▶ [Task item] Exactly the lines from the one holding "how many panicked." through the final line of the data are wanted, copied as written.

▶ [Listed entries]
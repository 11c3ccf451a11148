use std::{sync::Arc, thread::JoinHandle, time::Duration};
use tracing::*;

use crate::{
    bridge::{MediaPipeline, MuxerEvent, NameCache, SessionCallbacks, StreamHandle},
    cell::{Frame, PoolKind},
    config::{ConfigError, SessionAttr},
    worker::{MuxerWorker, StreamStats, WorkerShared},
    writer::{WriterError, WriterFactory},
};

/// Application-provided capabilities a session is wired to.
#[derive(Clone)]
pub struct SessionContext {
    pub callbacks: Arc<dyn SessionCallbacks>,
    pub pipeline: Arc<dyn MediaPipeline>,
    pub writers: Arc<dyn WriterFactory>,
}

impl SessionContext {
    pub fn new(
        callbacks: Arc<dyn SessionCallbacks>,
        pipeline: Arc<dyn MediaPipeline>,
        writers: Arc<dyn WriterFactory>,
    ) -> Self {
        Self {
            callbacks,
            pipeline,
            writers,
        }
    }
}

#[derive(Debug, thiserror::Error)]
pub enum SessionError {
    #[error("Config/{0}")]
    Config(#[from] ConfigError),
    #[error("Stream '{stream}': failed to create writer: {source}")]
    Writer {
        stream: String,
        #[source]
        source: WriterError,
    },
    #[error("Failed to spawn muxer thread: {0}")]
    Spawn(#[source] std::io::Error),
    #[error("{0} muxer thread(s) panicked")]
    WorkerPanicked(usize),
}

#[derive(Debug, thiserror::Error)]
pub enum SubmitError {
    #[error("No stream reads from channel {0}")]
    UnknownStream(u32),
    #[error("Stream is not recording")]
    StreamDisabled,
    #[error("Stream has no audio track")]
    NoAudioTrack,
    #[error("No free {pool:?} cell after {waited:?}")]
    PoolExhausted { pool: PoolKind, waited: Duration },
    #[error("Thumbnail pool is full")]
    ThumbnailPoolFull,
}

struct WorkerHandle {
    shared: Arc<WorkerShared>,
    thread: Option<JoinHandle<()>>,
}

/// Producer-side handle that can be cloned into capture threads.
#[derive(Clone)]
pub struct SessionSink {
    camera_id: u32,
    workers: Arc<[Arc<WorkerShared>]>,
}

impl SessionSink {
    pub fn camera_id(&self) -> u32 {
        self.camera_id
    }

    fn stream_for(&self, channel_id: u32) -> Result<&Arc<WorkerShared>, SubmitError> {
        self.workers
            .iter()
            .find(|w| w.handle.channel_id == channel_id)
            .ok_or(SubmitError::UnknownStream(channel_id))
    }

    /// Queues one encoded video frame for the stream fed by `channel_id`.
    ///
    /// Blocks while the stream's video pool is exhausted, up to the configured
    /// acquire timeout. Frames for a stream that is not recording are refused.
    pub fn write_video_frame(
        &self,
        channel_id: u32,
        data: &[u8],
        pts: i64,
        key_frame: bool,
    ) -> Result<(), SubmitError> {
        let worker = self.stream_for(channel_id)?;
        if !worker.is_enabled() {
            return Err(SubmitError::StreamDisabled);
        }

        worker.push_video(Frame::video(data, pts, key_frame))
    }

    /// Copies one audio frame into every recording stream that carries audio.
    ///
    /// Returns how many streams accepted it.
    pub fn write_audio_frame(&self, data: &[u8], pts: i64) -> usize {
        let mut accepted = 0;

        for worker in self.workers.iter() {
            if !worker.has_audio() || !worker.is_enabled() {
                continue;
            }

            match worker.push_audio(Frame::audio(data, pts)) {
                Ok(()) => accepted += 1,
                Err(e) => {
                    debug!(stream = %worker.config.name, pts, "Audio frame refused: {e}");
                }
            }
        }

        accepted
    }

    /// Offers a preview snapshot to every recording stream. Never blocks.
    ///
    /// Returns how many streams accepted it.
    pub fn send_thumbnail(&self, data: &[u8], pts: i64) -> usize {
        self.workers
            .iter()
            .filter(|worker| worker.is_enabled())
            .filter(|worker| worker.push_thumbnail(Frame::video(data, pts, false)).is_ok())
            .count()
    }

    pub fn stats(&self) -> Vec<StreamStats> {
        self.workers.iter().map(|w| w.stats()).collect()
    }
}

/// One camera's recording session: a muxer thread per configured stream.
pub struct Session {
    camera_id: u32,
    callbacks: Arc<dyn SessionCallbacks>,
    workers: Vec<WorkerHandle>,
    sink: SessionSink,
}

impl Session {
    /// Spawns one worker per stream. Either every worker starts or none is left running.
    ///
    /// Streams start disabled; call [`Session::start`] to begin recording.
    pub fn create(attr: SessionAttr, ctx: SessionContext) -> Result<Self, SessionError> {
        attr.validate()?;

        let camera_id = attr.camera_id;
        let names = Arc::new(NameCache::new(camera_id, attr.streams.len()));
        let mut workers: Vec<WorkerHandle> = Vec::with_capacity(attr.streams.len());

        for (index, config) in attr.streams.into_iter().enumerate() {
            let handle = StreamHandle {
                camera_id,
                index,
                channel_id: config.channel_id,
            };

            let spawned = ctx
                .writers
                .make_writer(&config)
                .map_err(|source| SessionError::Writer {
                    stream: config.name.clone(),
                    source,
                })
                .and_then(|writer| {
                    let thread_name = format!("muxer-{camera_id}-{}", config.name);
                    let (shared, wake_rx) = WorkerShared::new(handle, config);
                    let worker = MuxerWorker::new(
                        shared.clone(),
                        ctx.callbacks.clone(),
                        ctx.pipeline.clone(),
                        names.clone(),
                        writer,
                    );

                    std::thread::Builder::new()
                        .name(thread_name)
                        .spawn(move || worker.run(wake_rx))
                        .map(|thread| WorkerHandle {
                            shared,
                            thread: Some(thread),
                        })
                        .map_err(SessionError::Spawn)
                });

            match spawned {
                Ok(worker) => workers.push(worker),
                Err(e) => {
                    error!(camera = camera_id, index, "Failed to create stream: {e}");
                    shutdown_workers(&mut workers);
                    return Err(e);
                }
            }
        }

        info!(camera = camera_id, streams = workers.len(), "Created session");

        let sink = SessionSink {
            camera_id,
            workers: workers.iter().map(|w| w.shared.clone()).collect(),
        };

        Ok(Self {
            camera_id,
            callbacks: ctx.callbacks,
            workers,
            sink,
        })
    }

    pub fn camera_id(&self) -> u32 {
        self.camera_id
    }

    pub fn sink(&self) -> SessionSink {
        self.sink.clone()
    }

    /// Enables every stream. Files open at the next key frame of each stream.
    pub fn start(&self) {
        info!(camera = self.camera_id, "Starting recording");
        for worker in &self.workers {
            worker.shared.set_enabled(true);
            self.callbacks
                .on_event(worker.shared.handle, MuxerEvent::StreamStart);
        }
    }

    /// Disables every stream. Open files are finalized asynchronously by their workers.
    pub fn stop(&self) {
        info!(camera = self.camera_id, "Stopping recording");
        for worker in &self.workers {
            worker.shared.set_enabled(false);
            self.callbacks
                .on_event(worker.shared.handle, MuxerEvent::StreamStop);
        }
    }

    pub fn write_video_frame(
        &self,
        channel_id: u32,
        data: &[u8],
        pts: i64,
        key_frame: bool,
    ) -> Result<(), SubmitError> {
        self.sink.write_video_frame(channel_id, data, pts, key_frame)
    }

    pub fn write_audio_frame(&self, data: &[u8], pts: i64) -> usize {
        self.sink.write_audio_frame(data, pts)
    }

    pub fn send_thumbnail(&self, data: &[u8], pts: i64) -> usize {
        self.sink.send_thumbnail(data, pts)
    }

    pub fn stats(&self) -> Vec<StreamStats> {
        self.sink.stats()
    }

    /// Stops every worker, waiting for open files to be finalized.
    pub fn destroy(mut self) -> Result<(), SessionError> {
        let panicked = shutdown_workers(&mut self.workers);
        info!(camera = self.camera_id, "Destroyed session");

        if panicked > 0 {
            return Err(SessionError::WorkerPanicked(panicked));
        }

        Ok(())
    }
}

impl Drop for Session {
    fn drop(&mut self) {
        if self.workers.iter().any(|w| w.thread.is_some()) {
            let panicked = shutdown_workers(&mut self.workers);
            if panicked > 0 {
                error!(camera = self.camera_id, panicked, "Muxer threads panicked");
            }
        }
    }
}

/// Signals every worker, then joins them. Returns how many panicked.
fn shutdown_workers(workers: &mut [WorkerHandle]) -> usize {
    for worker in workers.iter() {
        worker.shared.request_shutdown();
    }

    let mut panicked = 0;
    for worker in workers.iter_mut() {
        let Some(thread) = worker.thread.take() else {
            continue;
        };

        if thread.join().is_err() {
            error!(stream = %worker.shared.config.name, "Muxer thread panicked");
            panicked += 1;
        }
    }

    panicked
}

▶ [Exercise output]
/// Signals every worker, then joins them. Returns how many panicked.
fn shutdown_workers(workers: &mut [WorkerHandle]) -> usize {
    for worker in workers.iter() {
        worker.shared.request_shutdown();
    }

    let mut panicked = 0;
    for worker in workers.iter_mut() {
        let Some(thread) = worker.thread.take() else {
            continue;
        };

        if thread.join().is_err() {
            error!(stream = %worker.shared.config.name, "Muxer thread panicked");
            panicked += 1;
        }
    }

    panicked
}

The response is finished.